### Stored data

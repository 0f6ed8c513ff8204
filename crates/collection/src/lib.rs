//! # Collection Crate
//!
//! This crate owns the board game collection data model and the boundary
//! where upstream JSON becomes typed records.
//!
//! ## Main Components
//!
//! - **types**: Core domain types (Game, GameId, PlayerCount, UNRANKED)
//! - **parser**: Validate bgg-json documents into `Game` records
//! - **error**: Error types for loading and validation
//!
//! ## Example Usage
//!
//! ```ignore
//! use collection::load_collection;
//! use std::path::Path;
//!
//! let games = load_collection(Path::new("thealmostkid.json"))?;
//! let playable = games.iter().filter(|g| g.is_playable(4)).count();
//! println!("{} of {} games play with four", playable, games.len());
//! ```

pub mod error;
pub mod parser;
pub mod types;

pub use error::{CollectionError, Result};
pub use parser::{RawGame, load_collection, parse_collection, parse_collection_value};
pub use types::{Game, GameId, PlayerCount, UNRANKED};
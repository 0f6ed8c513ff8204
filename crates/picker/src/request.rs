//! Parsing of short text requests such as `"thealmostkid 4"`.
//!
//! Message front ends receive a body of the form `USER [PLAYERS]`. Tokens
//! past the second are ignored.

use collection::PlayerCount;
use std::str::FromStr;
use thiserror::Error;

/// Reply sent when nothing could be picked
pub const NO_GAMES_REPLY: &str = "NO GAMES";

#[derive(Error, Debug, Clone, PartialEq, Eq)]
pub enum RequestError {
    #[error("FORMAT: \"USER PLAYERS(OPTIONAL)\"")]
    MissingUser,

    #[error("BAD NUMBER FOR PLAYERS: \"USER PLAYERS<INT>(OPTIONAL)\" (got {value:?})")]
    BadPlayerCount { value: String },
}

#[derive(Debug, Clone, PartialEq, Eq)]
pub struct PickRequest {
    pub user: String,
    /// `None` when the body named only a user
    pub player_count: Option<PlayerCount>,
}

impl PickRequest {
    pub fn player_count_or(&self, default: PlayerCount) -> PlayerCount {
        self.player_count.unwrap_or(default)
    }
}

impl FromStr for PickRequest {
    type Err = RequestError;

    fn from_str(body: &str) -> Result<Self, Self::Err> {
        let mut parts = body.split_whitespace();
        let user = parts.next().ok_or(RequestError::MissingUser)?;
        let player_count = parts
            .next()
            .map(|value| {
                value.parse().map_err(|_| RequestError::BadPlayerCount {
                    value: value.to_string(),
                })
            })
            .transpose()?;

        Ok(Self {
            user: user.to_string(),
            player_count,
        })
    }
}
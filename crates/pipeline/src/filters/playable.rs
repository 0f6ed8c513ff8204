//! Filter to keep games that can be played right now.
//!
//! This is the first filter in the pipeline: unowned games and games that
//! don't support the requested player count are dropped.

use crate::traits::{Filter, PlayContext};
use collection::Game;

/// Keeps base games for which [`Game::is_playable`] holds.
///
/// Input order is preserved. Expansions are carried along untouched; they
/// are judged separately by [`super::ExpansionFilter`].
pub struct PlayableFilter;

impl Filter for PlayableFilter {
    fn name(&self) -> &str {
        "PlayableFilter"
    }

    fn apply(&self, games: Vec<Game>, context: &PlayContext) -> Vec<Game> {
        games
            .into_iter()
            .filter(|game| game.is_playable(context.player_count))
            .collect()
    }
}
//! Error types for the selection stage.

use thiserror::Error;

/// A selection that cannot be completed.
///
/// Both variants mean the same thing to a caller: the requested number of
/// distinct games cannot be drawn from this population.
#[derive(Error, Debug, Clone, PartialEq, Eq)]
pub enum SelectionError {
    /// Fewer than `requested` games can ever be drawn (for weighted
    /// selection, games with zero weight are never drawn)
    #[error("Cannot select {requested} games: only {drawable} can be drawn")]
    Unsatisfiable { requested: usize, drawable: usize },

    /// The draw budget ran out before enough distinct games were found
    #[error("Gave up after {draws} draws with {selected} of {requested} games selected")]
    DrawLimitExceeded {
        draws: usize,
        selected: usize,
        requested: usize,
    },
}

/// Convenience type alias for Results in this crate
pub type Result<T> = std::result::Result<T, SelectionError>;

--

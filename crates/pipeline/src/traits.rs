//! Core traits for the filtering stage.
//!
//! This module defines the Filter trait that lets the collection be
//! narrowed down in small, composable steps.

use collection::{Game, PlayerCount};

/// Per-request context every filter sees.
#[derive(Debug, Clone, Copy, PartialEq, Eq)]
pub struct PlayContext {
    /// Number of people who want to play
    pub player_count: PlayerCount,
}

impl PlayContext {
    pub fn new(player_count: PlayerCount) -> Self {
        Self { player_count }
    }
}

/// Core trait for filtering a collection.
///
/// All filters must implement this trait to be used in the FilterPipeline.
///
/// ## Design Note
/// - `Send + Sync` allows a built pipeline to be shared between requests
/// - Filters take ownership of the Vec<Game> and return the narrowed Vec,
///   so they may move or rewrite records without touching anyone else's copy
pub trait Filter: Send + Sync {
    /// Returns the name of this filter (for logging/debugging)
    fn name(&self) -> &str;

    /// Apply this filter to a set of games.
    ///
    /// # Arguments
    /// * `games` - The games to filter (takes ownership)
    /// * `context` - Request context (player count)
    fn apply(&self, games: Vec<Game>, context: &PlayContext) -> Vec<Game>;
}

--

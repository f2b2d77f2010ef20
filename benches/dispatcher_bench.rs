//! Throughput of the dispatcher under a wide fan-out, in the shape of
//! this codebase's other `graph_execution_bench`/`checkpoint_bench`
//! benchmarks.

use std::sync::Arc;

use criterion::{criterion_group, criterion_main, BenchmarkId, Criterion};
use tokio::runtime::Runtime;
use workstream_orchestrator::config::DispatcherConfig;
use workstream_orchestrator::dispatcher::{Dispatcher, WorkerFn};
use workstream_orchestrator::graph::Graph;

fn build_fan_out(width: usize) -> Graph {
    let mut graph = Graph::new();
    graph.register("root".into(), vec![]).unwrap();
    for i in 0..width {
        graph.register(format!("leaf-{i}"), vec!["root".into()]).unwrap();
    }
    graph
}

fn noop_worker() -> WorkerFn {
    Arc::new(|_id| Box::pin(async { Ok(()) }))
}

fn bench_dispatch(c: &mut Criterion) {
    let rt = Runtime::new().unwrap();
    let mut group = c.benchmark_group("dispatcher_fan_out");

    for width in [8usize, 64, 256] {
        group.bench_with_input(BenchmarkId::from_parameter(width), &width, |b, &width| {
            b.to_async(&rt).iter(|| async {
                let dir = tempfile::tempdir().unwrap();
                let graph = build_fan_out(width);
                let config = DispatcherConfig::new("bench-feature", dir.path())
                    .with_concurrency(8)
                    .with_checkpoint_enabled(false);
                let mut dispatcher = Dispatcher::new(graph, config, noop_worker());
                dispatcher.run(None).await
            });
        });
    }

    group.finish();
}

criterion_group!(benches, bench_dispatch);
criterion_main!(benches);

### Task statement
All lines above from the line with "use std::sync::Arc;" through the line with "criterion_main!(benches);", both included, are to be set down exactly, with nothing else.

### Exercise result
use std::sync::Arc;

use criterion::{criterion_group, criterion_main, BenchmarkId, Criterion};
use tokio::runtime::Runtime;
use workstream_orchestrator::config::DispatcherConfig;
use workstream_orchestrator::dispatcher::{Dispatcher, WorkerFn};
use workstream_orchestrator::graph::Graph;

fn build_fan_out(width: usize) -> Graph {
    let mut graph = Graph::new();
    graph.register("root".into(), vec![]).unwrap();
    for i in 0..width {
        graph.register(format!("leaf-{i}"), vec!["root".into()]).unwrap();
    }
    graph
}

fn noop_worker() -> WorkerFn {
    Arc::new(|_id| Box::pin(async { Ok(()) }))
}

fn bench_dispatch(c: &mut Criterion) {
    let rt = Runtime::new().unwrap();
    let mut group = c.benchmark_group("dispatcher_fan_out");

    for width in [8usize, 64, 256] {
        group.bench_with_input(BenchmarkId::from_parameter(width), &width, |b, &width| {
            b.to_async(&rt).iter(|| async {
                let dir = tempfile::tempdir().unwrap();
                let graph = build_fan_out(width);
                let config = DispatcherConfig::new("bench-feature", dir.path())
                    .with_concurrency(8)
                    .with_checkpoint_enabled(false);
                let mut dispatcher = Dispatcher::new(graph, config, noop_worker());
                dispatcher.run(None).await
            });
        });
    }

    group.finish();
}

criterion_group!(benches, bench_dispatch);
criterion_main!(benches);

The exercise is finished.